507-code % python rr_tester.py
testing with equal_data
testing with unequal_data
testing with extreme_data
508-code % python --version
Python 3.6.2 :: Anaconda custom (x86_64)
On Mon, Nov 20, 2017 at 9:15 AM, Terry Reedy <tjreedy at udel.edu> wrote:
> On 11/20/2017 11:08 AM, Steven D'Aprano wrote:
> Please don't make claims about correctness and efficiency without
>> testing the code first. The second suggestion given there, using deque,
>> is *not* correct as provided, as it fails to work with iterables. It
>> requires the caller to pass only iterators, unlike the existing
>> roundrobin recipe which accepts any iterable.

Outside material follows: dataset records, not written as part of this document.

//! # Warung API
//!
//! HTTP server for the warung storefront.
//!
//! ## Architecture
//! ```text
//! ┌─────────────────────────────────────────────────────────────────────────┐
//! │                          Warung API Server                              │
//! │                                                                         │
//! │  Client ──► axum (8080) ──► TraceLayer ──► extractors ──► handlers     │
//! │                                   │            │              │         │
//! │                                   │      AdminUser /          │         │
//! │                                   │      OptionalPrincipal    ▼         │
//! │                                   │      (JwtManager)     warung-db     │
//! │                                   ▼                       (SQLite)      │
//! │                              tracing spans                              │
//! └─────────────────────────────────────────────────────────────────────────┘
//! ```
//!
//! ## Configuration
//! Environment variables (see [`config`]):
//! - `WARUNG_PORT` - HTTP port (default: 8080)
//! - `WARUNG_DATABASE_PATH` - SQLite file (default: warung.db)
//! - `WARUNG_JWT_SECRET` - Secret for JWT signing (required in production)
//! - `WARUNG_TOKEN_TTL_HOURS` - Token lifetime (default: 24)
//! - `WARUNG_REPORT_UTC_OFFSET` - Report timezone (default: +07:00)
//! - `WARUNG_ADMIN_USERNAME` / `WARUNG_ADMIN_PASSWORD` - Bootstrap admin

pub mod auth;
pub mod config;
pub mod error;
pub mod extract;
pub mod routes;
pub mod state;

use axum::Router;
use tower_http::trace::TraceLayer;
use tracing::info;

use warung_core::Role;
use warung_db::{hash_password, Database, DbResult};

// Re-exports
pub use auth::JwtManager;
pub use config::AppConfig;
pub use error::ApiError;
pub use state::AppState;

/// Builds the application with all routes and middleware.
pub fn build_router(state: AppState) -> Router {
    routes::router()
        .layer(TraceLayer::new_for_http())
        .with_state(state)
}

/// Creates the configured admin if no user exists yet.
///
/// Returns whether an admin was created.
pub async fn bootstrap_admin(db: &Database, config: &AppConfig) -> DbResult<bool> {
    let (Some(username), Some(password)) = (&config.admin_username, &config.admin_password) else {
        return Ok(false);
    };

    if db.users().count().await? > 0 {
        return Ok(false);
    }

    let hash = hash_password(password)?;
    let admin = db.users().create(username.trim(), &hash, Role::Admin).await?;
    info!(user_id = admin.id, username = %admin.username, "Bootstrap admin created");
    Ok(true)
}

>> Nor is it more efficient, at least on my machine -- in fact the
>> opposite, it is the worst performing of the four recipes I've tried:
>> - the current recipe from the itertools docs;
>> - your re-write, using zip_longest;
>> - Terry's version;
>> - and the one from stackoverflow.
>> I've attached my test code, in case you want to play around with it.

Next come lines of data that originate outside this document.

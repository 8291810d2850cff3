//! # Database Error Types
//!
//! Error types for database operations.
//!
//! ## Error Flow
//! ```text
//! ┌─────────────────────────────────────────────────────────────────────────┐
//! │                    Error Propagation                                    │
//! │                                                                         │
//! │  SQLite Error (sqlx::Error)                                            │
//! │       │                                                                 │
//! │       ▼                                                                 │
//! │  DbError (this module) ← Adds context and categorization               │
//! │       │                                                                 │
//! │       │      CoreError (rejected cart, missing product, stock)         │
//! │       │           │                                                     │
//! │       ▼           ▼                                                     │
//! │  CheckoutError { Storage, Rejected } ← what the engine returns         │
//! │       │                                                                 │
//! │       ▼                                                                 │
//! │  ApiError (apps/api) ← {"error": "..."} with a status code             │
//! │                                                                         │
//! └─────────────────────────────────────────────────────────────────────────┘
//! ```

use thiserror::Error;
use warung_core::CoreError;

/// Database operation errors.
///
/// These errors wrap sqlx errors and provide additional context
/// for debugging and user feedback.
#[derive(Debug, Error)]
pub enum DbError {
    /// Entity not found in database.
    ///
    /// ## When This Occurs
    /// - `fetch_one` returns no rows
    /// - ID doesn't exist
    #[error("{entity} not found: {id}")]
    NotFound { entity: String, id: String },

    /// Unique constraint violation.
    ///
    /// ## When This Occurs
    /// - Duplicate username
    #[error("Duplicate {field}: '{value}' already exists")]
    UniqueViolation { field: String, value: String },

    /// Foreign key constraint violation.
    #[error("Foreign key violation: {message}")]
    ForeignKeyViolation { message: String },

    /// CHECK constraint violation (e.g. a stock write below zero).
    #[error("Constraint violation: {message}")]
    CheckViolation { message: String },

    /// Database connection failed.
    ///
    /// ## When This Occurs
    /// - Database file doesn't exist and can't be created
    /// - File permissions issue
    /// - Disk full
    #[error("Connection failed: {0}")]
    ConnectionFailed(String),

    /// Migration failed.
    #[error("Migration failed: {0}")]
    MigrationFailed(String),

    /// Query execution failed.
    #[error("Query failed: {0}")]
    QueryFailed(String),

    /// Pool exhausted (all connections in use).
    #[error("Connection pool exhausted")]
    PoolExhausted,

    /// Query parameters rejected before reaching the store.
    #[error(transparent)]
    Invalid(#[from] warung_core::ValidationError),

    /// Stored rows that a domain rule cannot fold (e.g. report totals past i64).
    #[error(transparent)]
    Domain(#[from] CoreError),

    /// Internal database error.
    #[error("Internal database error: {0}")]
    Internal(String),
}

impl DbError {
    /// Creates a NotFound error for a given entity type and ID.
    pub fn not_found(entity: impl Into<String>, id: impl ToString) -> Self {
        DbError::NotFound {
            entity: entity.into(),
            id: id.to_string(),
        }
    }

    /// Creates a UniqueViolation error.
    pub fn duplicate(field: impl Into<String>, value: impl Into<String>) -> Self {
        DbError::UniqueViolation {
            field: field.into(),
            value: value.into(),
        }
    }
}

/// Convert sqlx errors to DbError.
///
/// ## Error Mapping
/// ```text
/// sqlx::Error::RowNotFound    → DbError::NotFound
/// sqlx::Error::Database       → Analyze message for constraint type
/// sqlx::Error::PoolTimedOut   → DbError::PoolExhausted
/// Other                       → DbError::Internal
/// ```
impl From<sqlx::Error> for DbError {
    fn from(err: sqlx::Error) -> Self {
        match err {
            sqlx::Error::RowNotFound => DbError::NotFound {
                entity: "Record".to_string(),
                id: "unknown".to_string(),
            },

            sqlx::Error::Database(db_err) => {
                let msg = db_err.message();

                // SQLite constraint messages:
                //   "UNIQUE constraint failed: <table>.<column>"
                //   "FOREIGN KEY constraint failed"
                //   "CHECK constraint failed: <expr>"
                if let Some(field) = msg.strip_prefix("UNIQUE constraint failed: ") {
                    DbError::UniqueViolation {
                        field: field.to_string(),
                        value: "unknown".to_string(),
                    }
                } else if msg.contains("FOREIGN KEY constraint failed") {
                    DbError::ForeignKeyViolation {
                        message: msg.to_string(),
                    }
                } else if msg.contains("CHECK constraint failed") {
                    DbError::CheckViolation {
                        message: msg.to_string(),
                    }
                } else {
                    DbError::QueryFailed(msg.to_string())
                }
            }

            sqlx::Error::PoolTimedOut => DbError::PoolExhausted,

            sqlx::Error::PoolClosed => DbError::ConnectionFailed("Pool is closed".to_string()),

            _ => DbError::Internal(err.to_string()),
        }
    }
}

impl From<sqlx::migrate::MigrateError> for DbError {
    fn from(err: sqlx::migrate::MigrateError) -> Self {
        DbError::MigrationFailed(err.to_string())
    }
}

/// Result type for database operations.
pub type DbResult<T> = Result<T, DbError>;

// =============================================================================
// Checkout Error
// =============================================================================

/// Outcome of a failed sale creation.
///
/// Either the cart was rejected by a business rule (the transaction rolled
/// back before anything was written), or the store failed underneath it.
#[derive(Debug, Error)]
pub enum CheckoutError {
    #[error(transparent)]
    Rejected(#[from] CoreError),

    #[error(transparent)]
    Storage(#[from] DbError),
}

impl From<sqlx::Error> for CheckoutError {
    fn from(err: sqlx::Error) -> Self {
        CheckoutError::Storage(err.into())
    }
}

impl From<warung_core::ValidationError> for CheckoutError {
    fn from(err: warung_core::ValidationError) -> Self {
        CheckoutError::Rejected(err.into())
    }
}

pub type CheckoutResult<T> = Result<T, CheckoutError>;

>> Apologies in advance for any bugs in the test code (its 2 in the
>> morning here and I've had a long day).
>> According to my testing, on my computer using Python 3.5, Terry's code
>> is by far the fastest in all three separate test cases, but that
>> probably shouldn't count since it's buggy (it truncates the results and
>> bails out early under some circumstances). Out of the implementations
>> that don't truncate, the existing recipe is by far the fastest.
>> Terry, if you're reading this, try:
>> list(roundrobin('A', 'B', 'CDE'))
> Your version truncates the results to A B C instead of A B C D E as the
>> itertools recipe gives.
> This is due to an off-by-1 error which I corrected 3 hours later in a
> follow-up post, repeated below.
> Correct off-by-one error. I should have tested with an edge case such as
> print(list(roundrobin('ABC', '')))
> > The following combines 3 statements into one for statement.
> > def roundrobin(*iterables):
> > "roundrobin('ABC', 'D', 'EF') --> A D E B F C"
> > nexts = cycle(iter(it).__next__ for it in iterables)
> > for reduced_len in reversed(range(1, len(iterables))):
> Make that 0 rather than 1 for start value.
> > try:
> > for next in nexts:
> > yield next()
> > except StopIteration:
> > nexts = cycle(islice(nexts, reduced_len))
> A slightly clearer, slightly less efficient alternative would be
> def roundrobin(*iterables):
> "roundrobin('ABC', 'D', 'EF') --> A D E B F C"
> nexts = cycle(iter(it).__next__ for it in iterables)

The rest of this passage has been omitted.